What needs to be done: Scan the listing beneath this sentence. Report each line with the word "debug".

Data section:
========================

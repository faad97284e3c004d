//! Exit monitor: the local source of exit events.
//!
//! Polls the liveness probe for each running container and records the
//! exit once the process is gone. The poll also wakes on every state
//! change so a monitor ends as soon as another path records the exit.

use std::sync::Arc;
use std::time::Duration;

use tokio::task::JoinHandle;

use crate::container::Container;
use crate::engine::Engine;

impl Engine {
    /// Spawns a monitor that records `container`'s exit when its process
    /// disappears. The task ends once the container is no longer running.
    pub fn spawn_exit_monitor(self: &Arc<Self>, container: &Arc<Container>) -> JoinHandle<()> {
        let engine = Arc::clone(self);
        let container = Arc::clone(container);
        let interval = Duration::from_millis(self.config.monitor.interval_ms);
        tokio::spawn(async move {
            let mut changes = container.subscribe();
            let mut ticker = tokio::time::interval(interval);
            ticker.set_missed_tick_behavior(tokio::time::MissedTickBehavior::Delay);
            tracing::debug!(id = %container.id(), ?interval, "exit monitor started");
            loop {
                let state = container.state();
                if !state.is_running() {
                    break;
                }
                if state.pid != 0 && !engine.probe.is_alive(state.pid) {
                    tracing::debug!(id = %container.id(), pid = state.pid, "process disappeared");
                    let _ = engine.handle_exit(&container, None).await;
                    break;
                }
                tokio::select! {
                    _ = ticker.tick() => {}
                    changed = changes.changed() => {
                        if changed.is_err() {
                            break;
                        }
                    }
                }
            }
            tracing::debug!(id = %container.id(), "exit monitor finished");
        })
    }
}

========================

Answer below:
            tracing::debug!(id = %container.id(), ?interval, "exit monitor started");
                    tracing::debug!(id = %container.id(), pid = state.pid, "process disappeared");
            tracing::debug!(id = %container.id(), "exit monitor finished");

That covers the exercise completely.